May 26, 2011

Pilling the Cat

Ugh! Adventure around the house.

Galt, our oldest cat, is 15. He spent a year outside with Ajax (after fighting the Great Urine Wars of 2009). When Ajax died, we thought we'd conduct the grand experiment of letting Galt back into the house (because Galt's a very personable doglike cat, and the children love him).

So, we take the old cat to the vet. Said cat used to weigh 15 pounds. Now he's down to a too-svelte 7.5 or so, and the vet wanted to run a bunch of tests on him. Said tests commenced with results soon following. The verdict: Galt's hyperthyroid and needs daily medicine.

Pilling a cat is about as fun can fill in the blank here. In the interest of not being too vulgar, I'll say "bathing a snapping turtle who hasn't eaten in 2 weeks." Yeah, that fun. The first few nights were a dream. It went like this:

  1. Trap cat.
  2. Smile at cat.
  3. Stuff pill (using hand) in cat's gullet
  4. Stroke cat's chin and mumble sweet threats
  5. Free cat until tomorrow
Not bad, eh? Well, no pill gun in the Noggle household of late...that worked until the cat realized this was going to be a nightly thing. Now he's a bit wiser.

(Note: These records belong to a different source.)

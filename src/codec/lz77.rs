//! PalmDoc LZ77 compression.
//!
//! ```text
//! 0x00        literal byte
//! 0x01..0x08  copy the next N bytes verbatim
//! 0x09..0x7F  literal byte
//! 0x80..0xBF  2-byte back-reference: 11-bit distance, 3-bit length - 3
//! 0xC0..0xFF  space followed by (byte ^ 0x80)
//! ```
//!
//! Back-references with a distance of 0, or one that reaches before the start
//! of the output, are skipped without emitting anything. Legacy encoders
//! produce them and rejecting the record would lose the rest of the text.

use std::collections::HashMap;

/// Largest distance a back-reference can encode.
pub const MAX_DISTANCE: usize = 2047;

/// Longest and shortest match lengths a back-reference can encode.
const MAX_MATCH: usize = 10;
const MIN_MATCH: usize = 3;

/// Decompress a PalmDoc LZ77 stream.
pub fn decode(input: &[u8]) -> Vec<u8> {
    let mut out = Vec::with_capacity(input.len() * 2);
    let mut i = 0;

    while i < input.len() {
        let c = input[i];
        i += 1;

        match c {
            0x01..=0x08 => {
                let end = (i + c as usize).min(input.len());
                out.extend_from_slice(&input[i..end]);
                i += c as usize;
            }
            0x00 | 0x09..=0x7F => out.push(c),
            0xC0..=0xFF => {
                out.push(b' ');
                out.push(c ^ 0x80);
            }
            0x80..=0xBF => {
                let Some(&next) = input.get(i) else {
                    break;
                };
                i += 1;
                let pair = (u16::from(c) << 8) | u16::from(next);
                let length = (pair & 0x0007) as usize + MIN_MATCH;
                let distance = ((pair >> 3) & 0x07FF) as usize;
                if distance == 0 || distance > out.len() {
                    continue;
                }
                // Byte-by-byte so overlapping runs repeat the pattern.
                for _ in 0..length {
                    out.push(out[out.len() - distance]);
                }
            }
        }
    }

    out
}

/// Compress bytes into a PalmDoc LZ77 stream.
///
/// Greedy: at each position the longest back-reference (3 to 10 bytes, the
/// nearest one on ties) within [`MAX_DISTANCE`] wins; otherwise a space followed by a byte in
/// `0x40..=0x7F` is folded into one byte, plain bytes are emitted as-is and
/// runs of bytes that collide with the control ranges are packed into literal
/// runs of up to 8. `decode(&encode(b)) == b` for every input.
pub fn encode(input: &[u8]) -> Vec<u8> {
    let mut out = Vec::with_capacity(input.len());
    let mut window = MatchWindow::default();
    let mut i = 0;

    while i < input.len() {
        window.advance(input, i);
        if i > MAX_MATCH && input.len() - i > MAX_MATCH {
            if let Some((distance, length)) = window.longest_match(input, i) {
                let pair = (distance << 3) as u16 + (length - MIN_MATCH) as u16;
                out.push(0x80 | (pair >> 8) as u8);
                out.push((pair & 0xFF) as u8);
                i += length;
                continue;
            }
        }

        let c = input[i];
        i += 1;

        if c == b' ' {
            if let Some(&next) = input.get(i) {
                if (0x40..=0x7F).contains(&next) {
                    out.push(next ^ 0x80);
                    i += 1;
                    continue;
                }
            }
        }

        if is_plain(c) {
            out.push(c);
            continue;
        }

        let start = i - 1;
        let mut end = i;
        while end < input.len() && end - start < 8 && !is_plain(input[end]) {
            end += 1;
        }
        out.push((end - start) as u8);
        out.extend_from_slice(&input[start..end]);
        i = end;
    }

    out
}

/// Bytes that decode as themselves when emitted alone.
fn is_plain(b: u8) -> bool {
    b == 0 || (0x09..0x80).contains(&b)
}

/// Positions of every 3-byte prefix seen so far, most recent last.
#[derive(Default)]
struct MatchWindow {
    chains: HashMap<[u8; 3], Vec<usize>>,
    indexed: usize,
}

impl MatchWindow {
    /// Index every position before `pos`.
    fn advance(&mut self, data: &[u8], pos: usize) {
        while self.indexed < pos {
            if let Some(key) = prefix(data, self.indexed) {
                self.chains.entry(key).or_default().push(self.indexed);
            }
            self.indexed += 1;
        }
    }

    /// Longest earlier match for the bytes at `pos` as `(distance, length)`.
    /// Among equally long matches the nearest wins. Sources never overlap `pos`.
    fn longest_match(&self, data: &[u8], pos: usize) -> Option<(usize, usize)> {
        let key = prefix(data, pos)?;
        let chain = self.chains.get(&key)?;
        let mut best: Option<(usize, usize)> = None;

        for &start in chain.iter().rev() {
            let distance = pos - start;
            if distance > MAX_DISTANCE {
                break;
            }
            let limit = MAX_MATCH.min(distance).min(data.len() - pos);
            let length = data[start..start + limit]
                .iter()
                .zip(&data[pos..pos + limit])
                .take_while(|(a, b)| a == b)
                .count();
            if length >= MIN_MATCH && best.map_or(true, |(_, l)| length > l) {
                best = Some((distance, length));
                if length == MAX_MATCH {
                    break;
                }
            }
        }
        best
    }
}

fn prefix(data: &[u8], pos: usize) -> Option<[u8; 3]> {
    data.get(pos..pos + MIN_MATCH)?.try_into().ok()
}

#[cfg(test)]
mod tests {
    use super::*;

    #[test]
    fn test_decode_literals_and_runs() {
        assert_eq!(decode(b"abc"), b"abc");
        assert_eq!(decode(&[0x02, 0xE4, 0x01, b'x']), vec![0xE4, 0x01, b'x']);
        assert_eq!(decode(&[0x00, 0x09]), vec![0x00, 0x09]);
    }

    #[test]
    fn test_decode_space_fold() {
        // 0xE1 = ' ' + ('a' ^ 0x80 ^ 0x80)
        assert_eq!(decode(&[b'x', 0xE1]), b"x a");
    }

    #[test]
    fn test_decode_overlapping_backreference() {
        // "ab" then copy distance 2, length 6 -> "abababab"
        let pair: u16 = (2 << 3) | (6 - 3);
        let input = [b'a', b'b', 0x80 | (pair >> 8) as u8, (pair & 0xFF) as u8];
        assert_eq!(decode(&input), b"abababab");
    }

    #[test]
    fn test_decode_skips_invalid_distance() {
        let far: u16 = (100 << 3) | 1;
        let zero: u16 = 0;
        let input = [
            b'a',
            0x80 | (far >> 8) as u8,
            (far & 0xFF) as u8,
            0x80 | (zero >> 8) as u8,
            (zero & 0xFF) as u8,
            b'b',
        ];
        assert_eq!(decode(&input), b"ab");
    }

    #[test]
    fn test_decode_truncated_descriptor() {
        assert_eq!(decode(&[b'a', 0x80]), b"a");
        assert_eq!(decode(&[0x05, b'a']), b"a");
    }

    #[test]
    fn test_roundtrip_markup() {
        let text = b"<html><head><guide></guide></head><body><p>The quick brown fox \
jumps over the lazy dog. The quick brown fox jumps over the lazy dog.</p></body></html>";
        let encoded = encode(text);
        assert!(encoded.len() < text.len());
        assert_eq!(decode(&encoded), text.to_vec());
    }

    #[test]
    fn test_roundtrip_multibyte_utf8() {
        let text = "Sanskrit: काचं शक्नोम्यत्तुम् । नोपहिनस्ति माम् ॥ Japanische Märchen \u{2014} 日本の昔話";
        let encoded = encode(text.as_bytes());
        assert_eq!(String::from_utf8(decode(&encoded)).unwrap(), text);
    }

    #[test]
    fn test_roundtrip_control_bytes() {
        let data: Vec<u8> = (0u8..=255).chain(0u8..=255).collect();
        assert_eq!(decode(&encode(&data)), data);
    }

    #[test]
    fn test_roundtrip_space_before_control() {
        let data = b" \x01 \xff  @ \x7f end";
        assert_eq!(decode(&encode(data)), data.to_vec());
    }

    #[test]
    fn test_match_window_limit() {
        // The repeat sits more than MAX_DISTANCE back, so no back-reference may use it.
        let mut data = b"0123456789abcdef".to_vec();
        data.extend((0..3000).map(|i| b'A' + (i % 26) as u8));
        data.extend_from_slice(b"0123456789abcdef");
        assert_eq!(decode(&encode(&data)), data);
    }
}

Just last week a friend told me a cat pilling story that included cat antics, human cunning, and a bunch of cat slobber. Oh, no, that'll never happen to ME, I thought. I have this cat-pilling process all down. took no fewer than 6 tries to pill this cat. And I'm by myself this evening, so once I let the cat go thinking he'd swallowed the pill, I had to coax him back into my loving, pilling arms again using every piece of wit I owned. I prevailed (somehow), and then it was like an infinite loop of pill chucking. Everytime this orange pill came outta the cat, it was wetter, slimier, and, well, less orange.

I still have all my fingers, though; I still have all my fingers THIS TIME.

Is a four-year old too young to pill a cat? That sounds like a good chore.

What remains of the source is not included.